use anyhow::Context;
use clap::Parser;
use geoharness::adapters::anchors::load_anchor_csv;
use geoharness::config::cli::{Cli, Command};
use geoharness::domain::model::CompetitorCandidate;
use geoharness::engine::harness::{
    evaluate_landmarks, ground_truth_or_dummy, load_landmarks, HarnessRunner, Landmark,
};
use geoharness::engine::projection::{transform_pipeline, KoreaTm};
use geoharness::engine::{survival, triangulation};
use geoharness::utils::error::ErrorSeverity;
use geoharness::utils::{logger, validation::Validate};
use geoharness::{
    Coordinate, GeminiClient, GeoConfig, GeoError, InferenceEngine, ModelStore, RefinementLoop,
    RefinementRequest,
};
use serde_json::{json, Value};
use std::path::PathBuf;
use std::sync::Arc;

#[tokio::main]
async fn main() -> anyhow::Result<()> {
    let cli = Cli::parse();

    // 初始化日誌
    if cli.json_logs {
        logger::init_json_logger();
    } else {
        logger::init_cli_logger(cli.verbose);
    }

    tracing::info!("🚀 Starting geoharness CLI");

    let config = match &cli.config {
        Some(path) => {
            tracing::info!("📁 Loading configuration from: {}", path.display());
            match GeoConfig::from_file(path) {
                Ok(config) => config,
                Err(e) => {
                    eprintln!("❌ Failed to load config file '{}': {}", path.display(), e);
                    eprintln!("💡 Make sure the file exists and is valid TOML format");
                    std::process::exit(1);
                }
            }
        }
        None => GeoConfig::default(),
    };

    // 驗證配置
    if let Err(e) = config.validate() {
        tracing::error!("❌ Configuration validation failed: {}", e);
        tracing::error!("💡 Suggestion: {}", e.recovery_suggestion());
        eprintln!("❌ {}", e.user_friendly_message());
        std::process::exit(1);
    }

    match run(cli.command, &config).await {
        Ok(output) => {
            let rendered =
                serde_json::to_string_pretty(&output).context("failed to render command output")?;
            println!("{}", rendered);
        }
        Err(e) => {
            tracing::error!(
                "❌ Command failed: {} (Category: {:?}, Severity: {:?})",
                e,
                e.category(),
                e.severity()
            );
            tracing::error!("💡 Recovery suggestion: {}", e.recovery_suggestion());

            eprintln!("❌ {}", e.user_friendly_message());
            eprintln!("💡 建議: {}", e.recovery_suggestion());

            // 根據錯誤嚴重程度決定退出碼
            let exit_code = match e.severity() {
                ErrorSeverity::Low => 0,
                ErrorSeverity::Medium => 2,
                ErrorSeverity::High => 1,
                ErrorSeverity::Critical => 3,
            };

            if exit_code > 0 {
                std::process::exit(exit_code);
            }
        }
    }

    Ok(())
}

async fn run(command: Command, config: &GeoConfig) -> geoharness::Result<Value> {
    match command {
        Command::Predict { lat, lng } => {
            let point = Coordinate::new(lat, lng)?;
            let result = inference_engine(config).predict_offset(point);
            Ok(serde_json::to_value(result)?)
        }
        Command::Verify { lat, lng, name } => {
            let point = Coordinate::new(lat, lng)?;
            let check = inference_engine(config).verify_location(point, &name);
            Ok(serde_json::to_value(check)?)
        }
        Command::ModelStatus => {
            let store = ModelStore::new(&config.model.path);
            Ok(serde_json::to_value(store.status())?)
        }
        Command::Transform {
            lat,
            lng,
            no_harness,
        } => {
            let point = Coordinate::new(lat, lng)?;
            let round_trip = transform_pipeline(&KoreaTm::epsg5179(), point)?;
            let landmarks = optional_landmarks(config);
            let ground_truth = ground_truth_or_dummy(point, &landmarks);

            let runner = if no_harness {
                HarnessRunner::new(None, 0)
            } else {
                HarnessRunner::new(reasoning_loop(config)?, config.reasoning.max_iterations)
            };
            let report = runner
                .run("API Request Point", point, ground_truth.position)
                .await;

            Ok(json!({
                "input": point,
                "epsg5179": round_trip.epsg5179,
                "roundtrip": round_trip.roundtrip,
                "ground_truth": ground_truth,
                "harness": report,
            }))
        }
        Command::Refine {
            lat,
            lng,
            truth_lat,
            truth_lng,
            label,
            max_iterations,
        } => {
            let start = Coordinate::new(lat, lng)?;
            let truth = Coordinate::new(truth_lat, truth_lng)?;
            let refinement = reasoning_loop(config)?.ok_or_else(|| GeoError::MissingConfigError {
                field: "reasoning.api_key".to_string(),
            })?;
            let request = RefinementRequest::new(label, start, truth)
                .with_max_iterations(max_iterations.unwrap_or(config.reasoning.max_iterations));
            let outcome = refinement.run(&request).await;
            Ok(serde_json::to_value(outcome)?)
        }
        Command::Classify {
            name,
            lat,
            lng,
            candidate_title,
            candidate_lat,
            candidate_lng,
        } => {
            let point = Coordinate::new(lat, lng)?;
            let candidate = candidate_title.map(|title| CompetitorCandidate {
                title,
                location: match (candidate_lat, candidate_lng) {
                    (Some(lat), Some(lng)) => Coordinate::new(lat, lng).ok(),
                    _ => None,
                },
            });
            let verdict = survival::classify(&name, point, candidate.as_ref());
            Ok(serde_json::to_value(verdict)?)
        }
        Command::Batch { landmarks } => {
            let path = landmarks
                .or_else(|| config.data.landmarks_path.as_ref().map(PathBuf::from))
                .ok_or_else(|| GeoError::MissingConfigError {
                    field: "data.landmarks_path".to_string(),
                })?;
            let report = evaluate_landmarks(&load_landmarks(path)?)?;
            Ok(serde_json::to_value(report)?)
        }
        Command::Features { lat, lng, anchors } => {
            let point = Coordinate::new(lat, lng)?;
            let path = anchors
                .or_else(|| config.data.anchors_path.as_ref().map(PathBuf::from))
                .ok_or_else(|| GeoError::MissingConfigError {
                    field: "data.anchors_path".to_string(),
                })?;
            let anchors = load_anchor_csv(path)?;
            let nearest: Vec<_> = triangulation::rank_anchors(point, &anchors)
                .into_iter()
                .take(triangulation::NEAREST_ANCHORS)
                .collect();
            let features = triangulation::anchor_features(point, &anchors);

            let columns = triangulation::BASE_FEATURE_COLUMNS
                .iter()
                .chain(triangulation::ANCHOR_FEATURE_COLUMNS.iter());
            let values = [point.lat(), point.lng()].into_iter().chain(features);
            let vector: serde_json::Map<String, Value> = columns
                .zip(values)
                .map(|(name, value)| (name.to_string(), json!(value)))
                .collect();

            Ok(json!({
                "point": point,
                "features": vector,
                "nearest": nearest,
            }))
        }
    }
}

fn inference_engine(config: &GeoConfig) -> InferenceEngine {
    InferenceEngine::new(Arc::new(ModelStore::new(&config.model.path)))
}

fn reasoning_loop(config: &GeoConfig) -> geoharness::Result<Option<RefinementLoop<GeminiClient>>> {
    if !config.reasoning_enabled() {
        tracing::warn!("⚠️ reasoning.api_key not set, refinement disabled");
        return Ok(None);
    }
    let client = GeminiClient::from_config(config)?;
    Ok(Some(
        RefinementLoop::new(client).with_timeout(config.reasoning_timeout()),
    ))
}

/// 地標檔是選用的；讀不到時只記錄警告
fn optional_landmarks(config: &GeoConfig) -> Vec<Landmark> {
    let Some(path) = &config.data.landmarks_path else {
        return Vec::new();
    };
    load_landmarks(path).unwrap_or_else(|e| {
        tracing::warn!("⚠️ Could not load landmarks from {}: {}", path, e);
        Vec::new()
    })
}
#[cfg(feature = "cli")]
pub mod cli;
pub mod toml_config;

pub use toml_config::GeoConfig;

→ What the task requires
For the word "output", count the lines of the listing above that hold it; the number alone is the answer.

→ Task solution
2